The wife of fellow bowler Jim Carson being an Education adjunct professor, we discussed the shake-up, which evidently goes deeper than just deposing the dean.  One wonders, could the Women’s and Gender Studies faculty have saved Anne’s job had they marched to the Chancellor’s office demanding her retention and threatening to stop participating in the program?  If Vernon Smith was leading them, as was the case last week, probably so.
 John and Doris Ban (behind Doris is Julie Peller)
Chemistry professor Julie Peller had Anne Balay sign her copy of “Steel Closets” at lunch, and I told her how much fun it was to hear her dad, former Education professor John Ban, talk about music during World War II at Reiner Center and how touching it was when he and wife Doris danced to one of the songs.  Prior to the talk, Julie joked, her dad needed help on how to do a power point presentation.  He ended up quite adept at playing music and YouTube clips whereas I generally get someone to do that for me when I’m speaking to groups.

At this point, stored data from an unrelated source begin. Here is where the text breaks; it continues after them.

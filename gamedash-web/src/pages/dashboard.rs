use std::collections::BTreeSet;
use std::rc::Rc;

use gamedash_core::{Dataset, Selection, YearRange, aggregate_by_year_platform, count, score_pairs};
use yew::prelude::*;

use crate::charts;
use crate::components::charts::area::AreaChart;
use crate::components::charts::scatter::ScatterChart;
use crate::components::count_banner::CountBanner;
use crate::components::multi_select::MultiSelect;
use crate::components::year_slider::YearSlider;

#[derive(Properties, Clone)]
pub struct DashboardPageProps {
    pub dataset: Rc<Dataset>,
    pub genres: BTreeSet<String>,
    pub ratings: BTreeSet<String>,
    pub years: YearRange,
    pub on_genre_toggle: Callback<String>,
    pub on_rating_toggle: Callback<String>,
    pub on_years_change: Callback<YearRange>,
}

impl PartialEq for DashboardPageProps {
    fn eq(&self, other: &Self) -> bool {
        Rc::ptr_eq(&self.dataset, &other.dataset)
            && self.genres == other.genres
            && self.ratings == other.ratings
            && self.years == other.years
    }
}

/// The dashboard: controls on top, count sentence, the two charts, and the
/// year slider. Every render recomputes filter, aggregations, and chart
/// specs from scratch; the dataset itself never changes.
#[function_component(DashboardPage)]
pub fn dashboard_page(props: &DashboardPageProps) -> Html {
    let selection = Selection {
        genres: props.genres.clone(),
        ratings: props.ratings.clone(),
        years: props.years,
    };
    let subset = props.dataset.filter(&selection);
    let games = count(&subset);
    let area = charts::area_chart(&aggregate_by_year_platform(&subset));
    let scatter = charts::scatter_chart(&score_pairs(&subset));

    let genre_options: Vec<AttrValue> = props
        .dataset
        .genres()
        .iter()
        .map(|g| AttrValue::from(g.clone()))
        .collect();
    let rating_options: Vec<AttrValue> = props
        .dataset
        .ratings()
        .iter()
        .map(|r| AttrValue::from(r.clone()))
        .collect();

    html! {
        <section class="dashboard" data-testid="dashboard">
            <div class="controls">
                <MultiSelect
                    label="Genre"
                    placeholder="Select a genre"
                    options={genre_options}
                    selected={props.genres.clone()}
                    on_toggle={props.on_genre_toggle.clone()}
                />
                <MultiSelect
                    label="Rating"
                    placeholder="Select a rating type"
                    options={rating_options}
                    selected={props.ratings.clone()}
                    on_toggle={props.on_rating_toggle.clone()}
                />
            </div>
            <CountBanner {games} />
            <div class="charts">
                {
                    // An empty subset renders no chart at all, not empty axes.
                    match area {
                        Some(spec) => html! { <AreaChart {spec} /> },
                        None => Html::default(),
                    }
                }
                {
                    match scatter {
                        Some(spec) => html! { <ScatterChart {spec} /> },
                        None => Html::default(),
                    }
                }
            </div>
            <YearSlider
                span={props.dataset.year_span()}
                marks={props.dataset.years().to_vec()}
                value={props.years}
                on_change={props.on_years_change.clone()}
            />
        </section>
    }
}
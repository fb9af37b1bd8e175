//! Presentation adapter: pure builders that turn aggregation rows into the
//! chart specifications the SVG components render. Kept free of Yew so they
//! can be tested natively.

use std::collections::BTreeSet;

use gamedash_core::{PlatformYearCount, ScorePair, YearRange};

/// Plotly-style categorical palette, cycled when a chart has more series
/// than colors.
pub const PALETTE: [&str; 10] = [
    "#636efa", "#ef553b", "#00cc96", "#ab63fa", "#ffa15a", "#19d3f3", "#ff6692", "#b6e880",
    "#ff97ff", "#fecb52",
];

/// Color for the `index`-th series of a chart.
#[must_use]
pub const fn color_for(index: usize) -> &'static str {
    PALETTE[index % PALETTE.len()]
}

/// Default slider position on first load: from the earliest year up to 2002,
/// clamped into the dataset's span.
#[must_use]
pub fn initial_year_range(span: YearRange) -> YearRange {
    YearRange::new(span.min(), span.clamp(2002))
}

/// The count sentence under the dropdowns. Rendered even when nothing is
/// selected, reporting zero.
#[must_use]
pub fn count_sentence(games: usize) -> String {
    format!("The number of selected games is {games}")
}

/// One platform's counts across the chart's year axis.
#[derive(Debug, Clone, PartialEq, Eq)]
pub struct PlatformSeries {
    pub platform: String,
    pub counts: Vec<usize>,
}

/// Spec for the stacked-area distribution chart.
#[derive(Debug, Clone, PartialEq, Eq)]
pub struct AreaChartSpec {
    pub title: String,
    pub x_label: String,
    pub y_label: String,
    /// Sorted year axis; every series has one count per entry.
    pub years: Vec<u16>,
    /// One series per platform, sorted by platform name.
    pub series: Vec<PlatformSeries>,
}

impl AreaChartSpec {
    /// Tallest stacked column, the top of the y axis.
    #[must_use]
    pub fn stacked_max(&self) -> usize {
        (0..self.years.len())
            .map(|i| self.series.iter().map(|s| s.counts[i]).sum())
            .max()
            .unwrap_or(0)
    }
}

/// Pivot `(year, platform, count)` rows into per-platform series over a
/// shared year axis, zero-filling years a platform has no games in.
///
/// Returns `None` for an empty aggregation: the caller renders nothing
/// rather than an empty-axis chart.
#[must_use]
pub fn area_chart(rows: &[PlatformYearCount]) -> Option<AreaChartSpec> {
    if rows.is_empty() {
        return None;
    }
    let years: Vec<u16> = rows.iter().map(|r| r.year).collect::<BTreeSet<_>>().into_iter().collect();
    let platforms: Vec<&str> = rows
        .iter()
        .map(|r| r.platform.as_str())
        .collect::<BTreeSet<_>>()
        .into_iter()
        .collect();

    let series = platforms
        .into_iter()
        .map(|platform| PlatformSeries {
            platform: platform.to_string(),
            counts: years
                .iter()
                .map(|&year| {
                    rows.iter()
                        .find(|r| r.year == year && r.platform == platform)
                        .map_or(0, |r| r.count)
                })
                .collect(),
        })
        .collect();

    Some(AreaChartSpec {
        title: "Games distribution by year of release and platform".to_string(),
        x_label: "Year of release".to_string(),
        y_label: "Number of games".to_string(),
        years,
        series,
    })
}

/// One dot of the scatter chart.
#[derive(Debug, Clone, PartialEq)]
pub struct ScatterPoint {
    pub user_score: f32,
    pub critic_score: f32,
    /// Index into the spec's legend (and the palette).
    pub genre: usize,
}

/// Spec for the critic-vs-user score scatter chart.
#[derive(Debug, Clone, PartialEq)]
pub struct ScatterChartSpec {
    pub title: String,
    pub x_label: String,
    pub y_label: String,
    pub points: Vec<ScatterPoint>,
    /// Genres in first-appearance order; point color follows legend index.
    pub legend: Vec<String>,
}

/// Project score pairs into scatter points, assigning each genre a stable
/// legend slot in first-appearance order. `None` when the subset is empty.
#[must_use]
pub fn scatter_chart(pairs: &[ScorePair]) -> Option<ScatterChartSpec> {
    if pairs.is_empty() {
        return None;
    }
    let mut legend: Vec<String> = Vec::new();
    let points = pairs
        .iter()
        .map(|pair| {
            let genre = match legend.iter().position(|g| *g == pair.genre) {
                Some(slot) => slot,
                None => {
                    legend.push(pair.genre.clone());
                    legend.len() - 1
                }
            };
            ScatterPoint {
                user_score: pair.user_score,
                critic_score: pair.critic_score,
                genre,
            }
        })
        .collect();

    Some(ScatterChartSpec {
        title: "Critics and users scores".to_string(),
        x_label: "User score".to_string(),
        y_label: "Critic score".to_string(),
        points,
        legend,
    })
}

After two games in the 180s I had just 53 going into the sixth frame but then spared out to finish with a 144 and a 517 series.  Unbelievably I picked up 6-7 and 4-7-10 splits, earning high fives from Valpo Muffler bowlers John and Denny (who rolled a 700 series).  We squeaked out one game against a superior team.

IUN Off-Campus Instructional Sites Coordinator Lori Weed called from Portage University Center to ask if the Archives wanted a flyer from the 1950s advertising IU classes at Seaman Hall in downtown Gary.  Concrete worker Clifton Driver discovered it while refurnishing a building.  During the 1980s Weed worked for Communication and Fine Arts and remembered Garratt Cope, Jim Tolhuizen, and Gary Wilk.  Down the hall was receptionist Shirley Karageorge, a former student, contributor to my Fifties Shavings, and department secretary.